PROBLEM DETAILS. Give back each line of the material that contains the word "significant".

########################################

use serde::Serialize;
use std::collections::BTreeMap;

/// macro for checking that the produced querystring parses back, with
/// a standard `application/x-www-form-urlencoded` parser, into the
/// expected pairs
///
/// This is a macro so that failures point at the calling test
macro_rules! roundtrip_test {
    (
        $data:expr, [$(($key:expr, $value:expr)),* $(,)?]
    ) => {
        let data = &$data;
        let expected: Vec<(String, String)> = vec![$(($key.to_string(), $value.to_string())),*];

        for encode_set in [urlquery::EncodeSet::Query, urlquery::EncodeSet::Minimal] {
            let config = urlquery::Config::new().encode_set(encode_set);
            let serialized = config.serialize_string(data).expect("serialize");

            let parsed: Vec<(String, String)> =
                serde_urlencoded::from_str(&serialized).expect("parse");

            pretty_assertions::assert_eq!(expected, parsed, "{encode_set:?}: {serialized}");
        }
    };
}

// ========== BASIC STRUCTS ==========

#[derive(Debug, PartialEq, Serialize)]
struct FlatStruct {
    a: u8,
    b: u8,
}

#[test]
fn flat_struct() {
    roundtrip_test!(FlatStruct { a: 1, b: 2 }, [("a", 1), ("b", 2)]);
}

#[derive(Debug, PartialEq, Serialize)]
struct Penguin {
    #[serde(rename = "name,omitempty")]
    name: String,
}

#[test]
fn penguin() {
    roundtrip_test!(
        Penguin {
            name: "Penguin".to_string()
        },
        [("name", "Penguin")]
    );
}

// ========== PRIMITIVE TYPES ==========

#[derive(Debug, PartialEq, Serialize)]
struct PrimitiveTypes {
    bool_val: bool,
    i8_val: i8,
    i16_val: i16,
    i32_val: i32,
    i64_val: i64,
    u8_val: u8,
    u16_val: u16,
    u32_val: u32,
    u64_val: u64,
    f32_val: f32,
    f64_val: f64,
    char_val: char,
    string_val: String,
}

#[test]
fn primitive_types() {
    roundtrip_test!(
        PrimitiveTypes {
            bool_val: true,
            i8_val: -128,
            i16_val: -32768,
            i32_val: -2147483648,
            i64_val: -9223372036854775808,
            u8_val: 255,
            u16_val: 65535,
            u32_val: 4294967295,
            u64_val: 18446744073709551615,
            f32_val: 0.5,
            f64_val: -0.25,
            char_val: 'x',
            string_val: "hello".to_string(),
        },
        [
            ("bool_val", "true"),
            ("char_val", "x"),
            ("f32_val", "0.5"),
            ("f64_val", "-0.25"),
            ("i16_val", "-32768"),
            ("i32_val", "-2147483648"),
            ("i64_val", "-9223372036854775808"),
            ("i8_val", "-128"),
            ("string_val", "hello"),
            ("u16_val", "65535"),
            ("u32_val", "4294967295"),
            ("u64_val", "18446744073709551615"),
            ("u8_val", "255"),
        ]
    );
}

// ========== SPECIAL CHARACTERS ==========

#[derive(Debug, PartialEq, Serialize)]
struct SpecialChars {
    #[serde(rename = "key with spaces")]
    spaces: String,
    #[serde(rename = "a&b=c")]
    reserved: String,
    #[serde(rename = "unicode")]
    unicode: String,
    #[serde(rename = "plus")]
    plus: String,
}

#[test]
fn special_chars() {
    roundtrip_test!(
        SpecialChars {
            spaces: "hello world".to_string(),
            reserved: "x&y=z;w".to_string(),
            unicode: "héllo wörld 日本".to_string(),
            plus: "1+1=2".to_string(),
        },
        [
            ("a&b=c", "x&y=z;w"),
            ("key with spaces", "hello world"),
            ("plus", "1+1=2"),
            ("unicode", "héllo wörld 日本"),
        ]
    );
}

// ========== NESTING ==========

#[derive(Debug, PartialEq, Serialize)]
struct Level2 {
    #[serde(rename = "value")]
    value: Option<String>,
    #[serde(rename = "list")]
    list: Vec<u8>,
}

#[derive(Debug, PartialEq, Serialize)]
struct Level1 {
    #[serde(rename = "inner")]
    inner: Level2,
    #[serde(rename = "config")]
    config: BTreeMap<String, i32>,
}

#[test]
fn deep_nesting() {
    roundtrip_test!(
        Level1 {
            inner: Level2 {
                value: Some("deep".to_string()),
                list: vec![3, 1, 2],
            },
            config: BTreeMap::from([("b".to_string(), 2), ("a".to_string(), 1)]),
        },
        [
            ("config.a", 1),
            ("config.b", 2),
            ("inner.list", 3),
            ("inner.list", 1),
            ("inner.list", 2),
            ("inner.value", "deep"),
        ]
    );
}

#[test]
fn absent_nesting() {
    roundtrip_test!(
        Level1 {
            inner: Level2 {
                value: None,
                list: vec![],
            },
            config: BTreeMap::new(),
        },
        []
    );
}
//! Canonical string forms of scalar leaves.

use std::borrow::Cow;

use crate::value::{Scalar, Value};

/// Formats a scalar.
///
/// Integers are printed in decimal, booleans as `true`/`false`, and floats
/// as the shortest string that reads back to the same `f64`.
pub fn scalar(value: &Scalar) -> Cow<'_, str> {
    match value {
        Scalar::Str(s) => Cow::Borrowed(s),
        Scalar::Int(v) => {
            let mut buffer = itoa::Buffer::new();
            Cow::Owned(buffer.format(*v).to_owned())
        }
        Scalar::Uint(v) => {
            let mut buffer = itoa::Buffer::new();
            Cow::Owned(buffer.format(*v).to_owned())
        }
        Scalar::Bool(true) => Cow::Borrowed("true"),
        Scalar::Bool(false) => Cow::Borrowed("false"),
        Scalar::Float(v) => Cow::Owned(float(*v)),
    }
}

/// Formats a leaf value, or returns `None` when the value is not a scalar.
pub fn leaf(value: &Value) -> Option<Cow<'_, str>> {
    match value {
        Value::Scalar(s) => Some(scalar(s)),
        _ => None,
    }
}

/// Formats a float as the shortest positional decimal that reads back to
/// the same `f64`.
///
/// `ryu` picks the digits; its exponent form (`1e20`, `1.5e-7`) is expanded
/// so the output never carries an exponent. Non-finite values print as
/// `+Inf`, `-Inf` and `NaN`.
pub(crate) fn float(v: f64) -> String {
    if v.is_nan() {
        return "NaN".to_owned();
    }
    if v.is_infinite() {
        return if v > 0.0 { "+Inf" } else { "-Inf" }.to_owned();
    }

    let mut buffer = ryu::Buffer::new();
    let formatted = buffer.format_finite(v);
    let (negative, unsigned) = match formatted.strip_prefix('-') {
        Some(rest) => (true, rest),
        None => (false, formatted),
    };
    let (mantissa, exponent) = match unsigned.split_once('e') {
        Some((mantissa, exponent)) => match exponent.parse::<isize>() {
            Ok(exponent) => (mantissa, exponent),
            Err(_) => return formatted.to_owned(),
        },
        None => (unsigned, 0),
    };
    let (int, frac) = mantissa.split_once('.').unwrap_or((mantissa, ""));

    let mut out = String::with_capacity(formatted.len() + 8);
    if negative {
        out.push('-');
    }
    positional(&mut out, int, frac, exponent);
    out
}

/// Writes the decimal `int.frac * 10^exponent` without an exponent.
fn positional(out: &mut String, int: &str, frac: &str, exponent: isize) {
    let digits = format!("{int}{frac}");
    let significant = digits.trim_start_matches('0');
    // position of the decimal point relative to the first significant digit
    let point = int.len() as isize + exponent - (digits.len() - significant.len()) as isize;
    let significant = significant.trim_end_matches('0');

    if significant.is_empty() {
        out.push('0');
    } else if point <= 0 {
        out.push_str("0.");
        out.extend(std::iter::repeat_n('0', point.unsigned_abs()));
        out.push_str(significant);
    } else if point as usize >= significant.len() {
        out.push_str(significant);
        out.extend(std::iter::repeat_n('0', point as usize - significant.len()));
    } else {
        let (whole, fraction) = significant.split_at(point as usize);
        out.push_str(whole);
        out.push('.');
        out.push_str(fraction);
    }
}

########################################

ANSWER TO THE PROBLEM.
    let significant = digits.trim_start_matches('0');
    // position of the decimal point relative to the first significant digit
    let point = int.len() as isize + exponent - (digits.len() - significant.len()) as isize;
    let significant = significant.trim_end_matches('0');
    if significant.is_empty() {
        out.push_str(significant);
    } else if point as usize >= significant.len() {
        out.push_str(significant);
        out.extend(std::iter::repeat_n('0', point as usize - significant.len()));
        let (whole, fraction) = significant.split_at(point as usize);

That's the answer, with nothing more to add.